Power of Practice- Secret sauce to achieve excellence.

Have you seen the movie Karate Kid?

Let me remind you of a famous scene from this movie

A child wants to learn kung fu but his teacher, instead of teaching him moves, asks him to take off his jacket, hang it, then drop it on the ground, pick it up and then wear it.

He does the same for several days. One day, the kid loses patience and declares that he quit because his master doesn’t know kung fu and only cares about the jacket. When he is about to leave, his master asks him one last time to repeat the jacket sequence but this time without the jacket. The kid then finds out that his jacket-on-jacket-off moves were actually kung fu moves.

His master was actually training his muscles and brain so that when the real fight comes up; he’ll have it practiced 1000 times and can do the moves effortlessly. He was creating muscle memory by practicing the jacket sequence.

(I highly encourage you to find the ‘pick up your jacket scene on Youtube)

Now, what do you think happened there? What was the lesson?

The lesson was; POWER OF PRACTICE.

We all have goals that we want to achieve in our lives. These goals may include learning a new language, eating healthier and losing weight, becoming a better parent, saving more money, and so on.

In Thomas Sterner’s book, ‘The Practicing Mind (audiobook)’, he explains:

When we practice something, we are involved in the deliberate repetition of a process with the intention of reaching a specific goal.

Do you know that every single moment you are practicing/ training something — you are rewiring your brain? Neuroplasticity suggests that every time you do something you create new connections or strengthen existing ones.

Every time you watch television, every time you exercise or pick up your phone you are practising doing that thing. You can say that every time you have a thought, do behaviour, or have a feeling, you are practising them. 

A lot of people think that talents, IQ, memory, etc., they are all innate.

Well, not true. Practice anything and you can have that talent.

Ask any artist, athlete, or actor: Practice is the key to remarkable performance.

Practice vs Deliberate Practice

Researcher and senior editor at Fortune magazine, Geoffrey Colvin, differentiates between practice and deliberate practice this way: “Simply hitting a bucket of balls is not deliberate practice, which is why most golfers don’t get better. Continually observing results and making appropriate adjustments, and doing that for hours every day—that’s deliberate practice.”

In other words, deliberate practice requires learning and building on the fruits of that learning.

You can also say here that Practice does not make perfect, perfect practice makes perfect.

But don’t forget: no matter how good you become, you can always get better.

Here are four learning tactics to fuel your practice. They can be applied by anyone who is striving to become a remarkable performer:

READ

Given the unlimited amounts of information available online today there is little justification for anyone not being a reader.
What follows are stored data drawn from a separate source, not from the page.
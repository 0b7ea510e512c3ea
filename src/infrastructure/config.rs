//! Settings management

use crate::domain::backup::BackupFrequency;
use crate::domain::day::{DayNaming, DEFAULT_DATE_FORMAT};
use crate::domain::entries::detect::DEFAULT_TAG_PREFIXES;
use crate::domain::entries::TagStyle;
use crate::error::{DaybookError, ReadError, Result};
use serde::{Deserialize, Serialize};
use std::fs;
use std::path::{Path, PathBuf};
use tracing::debug;

/// Environment variable overriding the settings file location
pub const SETTINGS_ENV: &str = "DAYBOOK_SETTINGS";

/// Settings keys accepted by [`Settings::get`] and [`Settings::set`]
pub const SETTINGS_KEYS: &[&str] = &[
    "journal_directory",
    "backup_directory",
    "templates_directory",
    "default_editor",
    "date_format",
    "tag_style",
    "tag_prefixes",
    "auto_detect_tags",
    "use_timestamp",
    "auto_backup",
    "backup_frequency",
];

#[derive(Debug, Clone, PartialEq, Eq, Serialize, Deserialize)]
#[serde(default)]
pub struct Settings {
    pub journal_directory: PathBuf,
    pub backup_directory: PathBuf,
    pub templates_directory: PathBuf,
    pub default_editor: String,
    pub date_format: String,
    pub tag_style: TagStyle,
    pub tag_prefixes: Vec<String>,
    pub auto_detect_tags: bool,
    pub use_timestamp: bool,
    pub auto_backup: bool,
    pub backup_frequency: BackupFrequency,
}

impl Default for Settings {
    fn default() -> Self {
        Settings {
            journal_directory: PathBuf::from("~/journal/daily"),
            backup_directory: PathBuf::from("~/journal/backups"),
            templates_directory: PathBuf::from("~/journal/templates"),
            default_editor: default_editor(),
            date_format: DEFAULT_DATE_FORMAT.to_string(),
            tag_style: TagStyle::default(),
            tag_prefixes: DEFAULT_TAG_PREFIXES.iter().map(|p| p.to_string()).collect(),
            auto_detect_tags: true,
            use_timestamp: true,
            auto_backup: true,
            backup_frequency: BackupFrequency::default(),
        }
    }
}

fn default_editor() -> String {
    if cfg!(windows) {
        "notepad".to_string()
    } else {
        "nano".to_string()
    }
}

/// Replace a leading `~` with the home directory
pub fn expand_home(path: &Path) -> PathBuf {
    match path.strip_prefix("~") {
        Ok(rest) => match dirs::home_dir() {
            Some(home) => home.join(rest),
            None => path.to_path_buf(),
        },
        Err(_) => path.to_path_buf(),
    }
}

/// Settings file to use: explicit path, then `DAYBOOK_SETTINGS`, then
/// `~/.daybook/settings.json`
pub fn settings_path(explicit: Option<&Path>) -> Result<PathBuf> {
    if let Some(path) = explicit {
        return Ok(path.to_path_buf());
    }

    if let Ok(path) = std::env::var(SETTINGS_ENV) {
        if !path.is_empty() {
            return Ok(PathBuf::from(path));
        }
    }

    dirs::home_dir()
        .map(|home| home.join(".daybook").join("settings.json"))
        .ok_or_else(|| {
            DaybookError::Config(format!(
                "Could not determine home directory. Set {} to a settings file path.",
                SETTINGS_ENV
            ))
        })
}

impl Settings {
    /// Load settings from `path`; a missing file yields the defaults
    pub fn load(path: &Path) -> Result<Self> {
        let contents = match fs::read_to_string(path) {
            Ok(contents) => contents,
            Err(e) if e.kind() == std::io::ErrorKind::NotFound => {
                debug!(path = %path.display(), "settings file missing, using defaults");
                return Ok(Settings::default());
            }
            Err(e) => return Err(ReadError::from_io(path.to_path_buf(), e).into()),
        };

        let settings: Settings = serde_json::from_str(&contents)?;
        settings.validate()?;
        Ok(settings)
    }

    /// Save settings as pretty-printed JSON, creating parent directories
    pub fn save(&self, path: &Path) -> Result<()> {
        if let Some(parent) = path.parent() {
            if !parent.as_os_str().is_empty() {
                fs::create_dir_all(parent)?;
            }
        }

        let contents = serde_json::to_string_pretty(self)?;
        fs::write(path, contents)?;
        debug!(path = %path.display(), "settings saved");
        Ok(())
    }

    /// Check the values that can't be checked by deserialization alone
    pub fn validate(&self) -> Result<()> {
        self.naming()?;

        if self.tag_prefixes.iter().any(|p| p.trim().is_empty()) {
            return Err(DaybookError::Config(
                "Tag prefixes must not be empty".to_string(),
            ));
        }

        Ok(())
    }

    pub fn naming(&self) -> Result<DayNaming> {
        DayNaming::new(&self.date_format)
    }

    pub fn journal_dir(&self) -> PathBuf {
        expand_home(&self.journal_directory)
    }

    pub fn backup_dir(&self) -> PathBuf {
        expand_home(&self.backup_directory)
    }

    pub fn templates_dir(&self) -> PathBuf {
        expand_home(&self.templates_directory)
    }

    /// Get the editor command, checking environment variables first
    pub fn get_editor(&self) -> String {
        std::env::var("EDITOR")
            .or_else(|_| std::env::var("VISUAL"))
            .unwrap_or_else(|_| self.default_editor.clone())
    }

    /// Get a single setting as display text
    pub fn get(&self, key: &str) -> Result<String> {
        let value = match key {
            "journal_directory" => self.journal_directory.display().to_string(),
            "backup_directory" => self.backup_directory.display().to_string(),
            "templates_directory" => self.templates_directory.display().to_string(),
            "default_editor" => self.default_editor.clone(),
            "date_format" => self.date_format.clone(),
            "tag_style" => self.tag_style.as_str().to_string(),
            "tag_prefixes" => self.tag_prefixes.join(" "),
            "auto_detect_tags" => self.auto_detect_tags.to_string(),
            "use_timestamp" => self.use_timestamp.to_string(),
            "auto_backup" => self.auto_backup.to_string(),
            "backup_frequency" => self.backup_frequency.to_string(),
            _ => return Err(unknown_key(key)),
        };
        Ok(value)
    }

    /// Set a single setting from text, validating the result
    pub fn set(&mut self, key: &str, value: &str) -> Result<()> {
        let mut updated = self.clone();

        match key {
            "journal_directory" => updated.journal_directory = PathBuf::from(value),
            "backup_directory" => updated.backup_directory = PathBuf::from(value),
            "templates_directory" => updated.templates_directory = PathBuf::from(value),
            "default_editor" => updated.default_editor = value.to_string(),
            "date_format" => updated.date_format = value.to_string(),
            "tag_style" => updated.tag_style = value.parse().map_err(DaybookError::Config)?,
            "tag_prefixes" => {
                updated.tag_prefixes = value
                    .split(|c: char| c == ',' || c.is_whitespace())
                    .filter(|p| !p.is_empty())
                    .map(str::to_string)
                    .collect()
            }
            "auto_detect_tags" => updated.auto_detect_tags = parse_bool(key, value)?,
            "use_timestamp" => updated.use_timestamp = parse_bool(key, value)?,
            "auto_backup" => updated.auto_backup = parse_bool(key, value)?,
            "backup_frequency" => {
                updated.backup_frequency = value.parse().map_err(DaybookError::Config)?
            }
            _ => return Err(unknown_key(key)),
        }

        updated.validate()?;
        *self = updated;
        Ok(())
    }
}

fn unknown_key(key: &str) -> DaybookError {
    DaybookError::Config(format!(
        "Unknown settings key: '{}'. Valid keys are: {}",
        key,
        SETTINGS_KEYS.join(", ")
    ))
}

fn parse_bool(key: &str, value: &str) -> Result<bool> {
    match value.to_lowercase().as_str() {
        "true" | "yes" | "on" | "1" => Ok(true),
        "false" | "no" | "off" | "0" => Ok(false),
        _ => Err(DaybookError::Config(format!(
            "Invalid value for {}: '{}' (expected true or false)",
            key, value
        ))),
    }
}
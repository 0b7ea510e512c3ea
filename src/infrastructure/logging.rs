//! Diagnostic logging setup
//!
//! Filter comes from `DAYBOOK_LOG`, falling back to `RUST_LOG`, then to
//! `warn` (`debug` with `--verbose`). Logs go to stderr so stdout stays
//! usable in pipes.

use tracing_subscriber::{fmt, EnvFilter};

/// Environment variable holding the log filter
pub const LOG_ENV: &str = "DAYBOOK_LOG";

fn filter(verbose: bool) -> EnvFilter {
    let default_level = if verbose { "debug" } else { "warn" };

    EnvFilter::try_from_env(LOG_ENV)
        .or_else(|_| EnvFilter::try_from_default_env())
        .unwrap_or_else(|_| EnvFilter::new(default_level))
}

/// Install the global subscriber. Safe to call more than once.
pub fn init(verbose: bool) {
    let _ = fmt()
        .with_env_filter(filter(verbose))
        .with_writer(std::io::stderr)
        .with_target(false)
        .try_init();
}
What performance do you want to improve? Begin by searching books, magazines, and the internet or anywhere you can find ideas that will help make your performance remarkable.

OBSERVE

There is a big difference between looking and observing. Every waking moment we see people, places, things, and actions. But how many of them do we observe for the purpose of learning from them?
To know more, notice more.

LEARN FROM THE BEST

One of the early legends of speaking, Cavett Robert, used to say in jest, “People say I plagiarize, but if I do, I steal from the very best.

”Who are your mentors—either personal or long-distance? How many videos or DVDs do you study in order to learn from those you admire? What kind of notebook or journal do you keep in which you write down serendipitous lessons learned throughout the day? Learning comes from careful observation, not casual looking.

PLAY

If you think of practicing your craft as “play” rather than “work,” you’ll find the process much more enjoyable. Play is the application of the principles you’ve learned. And play casts failure in a whole new light.

I would like to end by saying that there’s nothing in this world that cannot be done or achieved. Everything can be achieved by the power of practice.

So keep practicing. You can do this!